The Nature Communications paper presents findings from tests of the company’s self-amplifying viral RNA therapies in lab cultures, then given intravenously to mice and monkeys induced with solid tumor cancers. The tests show engineered Seneca Valley virus and Coxsackievirus treatments in lipid nanoparticles or LNPs produce infectious viral particles that replicate and spread within tumors. The researchers tested these engineered viruses with RNA therapies in lab mice grafted with non-small cell lung cancer and melanoma, showing the tumors regress after receiving treatments.

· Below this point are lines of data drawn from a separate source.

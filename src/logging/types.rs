//! Core logging types: summary entries, status, and the [`Log`] trait.

/// One line of the closing summary (one per host run).
#[derive(Debug, Clone)]
pub struct TaskEntry {
    /// Host display name.
    pub name: String,
    /// Final status of the host run.
    pub status: TaskStatus,
    /// Optional detail (counts, abort reason).
    pub message: Option<String>,
}

/// Status of a completed host run.
#[derive(Debug, Clone, Copy, PartialEq, Eq)]
pub enum TaskStatus {
    /// Every eligible resource is in place.
    Ok,
    /// Nothing was eligible for the host.
    Skipped,
    /// Planned only; no filesystem changes were made.
    DryRun,
    /// At least one resource failed, or reconciliation was aborted.
    Failed,
}

/// Abstraction over logging backends.
///
/// Both [`Logger`](super::logger::Logger) (direct output) and
/// [`BufferedLog`](super::buffered::BufferedLog) (deferred output while hosts
/// run in parallel) implement this trait, so the installer logs without
/// knowing which one it has.
pub trait Log: Send + Sync {
    /// Log a stage header (major section).
    fn stage(&self, msg: &str);
    /// Log an informational message.
    fn info(&self, msg: &str);
    /// Log a debug message (may be suppressed on console).
    fn debug(&self, msg: &str);
    /// Log a warning message.
    fn warn(&self, msg: &str);
    /// Log an error message.
    fn error(&self, msg: &str);
    /// Log an action that dry-run mode did not perform.
    fn dry_run(&self, msg: &str);
    /// Record a host result for the summary.
    fn record_task(&self, name: &str, status: TaskStatus, message: Option<&str>);
}
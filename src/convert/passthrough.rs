//! Passthrough converter: the host reads the canonical format, so the
//! artifact is a link back into the source tree and nothing is dropped.
use super::{Payload, Rendered};
use crate::store::Resource;

/// Link to the canonical file (or skill directory).
#[must_use]
pub fn render(resource: &Resource) -> Rendered {
    Rendered {
        payload: Payload::Link(resource.source.clone()),
        dropped: Vec::new(),
    }
}

#[cfg(test)]
#[allow(clippy::unwrap_used)]
mod tests {
    use super::*;
    use crate::matrix::Kind;
    use crate::store::test_helpers::resource;
    use std::path::PathBuf;

    #[test]
    fn links_skill_directory() {
        let r = resource(Kind::Skill, "kitt-demo", &[]);
        let rendered = render(&r);
        assert_eq!(
            rendered.payload,
            Payload::Link(PathBuf::from("/src/skills/kitt-demo"))
        );
        assert!(rendered.dropped.is_empty());
    }

    #[test]
    fn keeps_every_attribute() {
        let mut r = resource(Kind::Command, "kitt-debug", &[]);
        r.metadata.description = Some("Debug".to_string());
        r.metadata.tools = vec!["Bash".to_string()];
        assert!(render(&r).dropped.is_empty());
    }
}
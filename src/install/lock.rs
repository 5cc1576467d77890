//! Advisory lock serializing installs into one install root.
//!
//! Two `kitt install` runs against the same root would otherwise sweep each
//! other's staging files as orphans.  The lock file sits directly in the
//! install root, outside every kind directory, so it is never an orphan.
use fd_lock::{RwLock, RwLockWriteGuard};
use std::fs::{self, File, OpenOptions};
use std::path::{Path, PathBuf};

use crate::error::InstallError;

/// Name of the lock file inside an install root.
pub const LOCK_FILE: &str = ".kitt.lock";

/// An opened, not yet held, lock on one install root.
#[derive(Debug)]
pub struct RootLock {
    path: PathBuf,
    lock: RwLock<File>,
}

impl RootLock {
    /// Open (creating if needed) the lock file of `root`.
    ///
    /// # Errors
    ///
    /// Returns [`InstallError::Lock`] if the root or the lock file cannot be
    /// created.
    pub fn open(root: &Path) -> Result<Self, InstallError> {
        let path = root.join(LOCK_FILE);
        let err = |source| InstallError::Lock {
            path: path.display().to_string(),
            source,
        };
        fs::create_dir_all(root).map_err(err)?;
        let file = OpenOptions::new()
            .create(true)
            .write(true)
            .truncate(false)
            .open(&path)
            .map_err(err)?;
        Ok(Self {
            path,
            lock: RwLock::new(file),
        })
    }

    /// Block until this process holds the exclusive lock.  Released when the
    /// guard drops.
    ///
    /// # Errors
    ///
    /// Returns [`InstallError::Lock`] if the OS refuses the lock.
    pub fn hold(&mut self) -> Result<RwLockWriteGuard<'_, File>, InstallError> {
        let path = &self.path;
        self.lock.write().map_err(|source| InstallError::Lock {
            path: path.display().to_string(),
            source,
        })
    }

    /// Path of the lock file.
    #[must_use]
    pub fn path(&self) -> &Path {
        &self.path
    }
}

Moreover, the tests show the mice tolerate the treatments, at doses above levels needed to regress tumors, with little body weight change, and minimal effects on their organs. Similar tests with macaque monkeys, infused three times every two weeks with engineered Seneca Valley virus therapies, show delivery of lipid-encased viral nanoparticles to tissues and organs in their bodies, with few adverse effects on those organs. Plus, when challenged with additional neutralizing antibodies, the lipid-encased engineered Seneca Valley virus therapies remain effective in test animals.

Oncorus believes the findings advance the company’s first cancer treatment with this specific technology, code-named ONCR-021. “As demonstrated in animal models outlined here,” says Oncorus vice-president for research Matthew Kennedy and lead author on the paper in a company statement, “we’ve established a way to simultaneously cause direct tumor cell killing in addition to broad immune stimulation in multiple tumors through an IV-administered self-amplifying RNA encapsulated within an LNP. We look forward to progressing our first candidate from this platform, ONCR-021, in patients with non-small cell lung cancer, renal cell carcinoma, melanoma, and hepatocellular carcinoma.”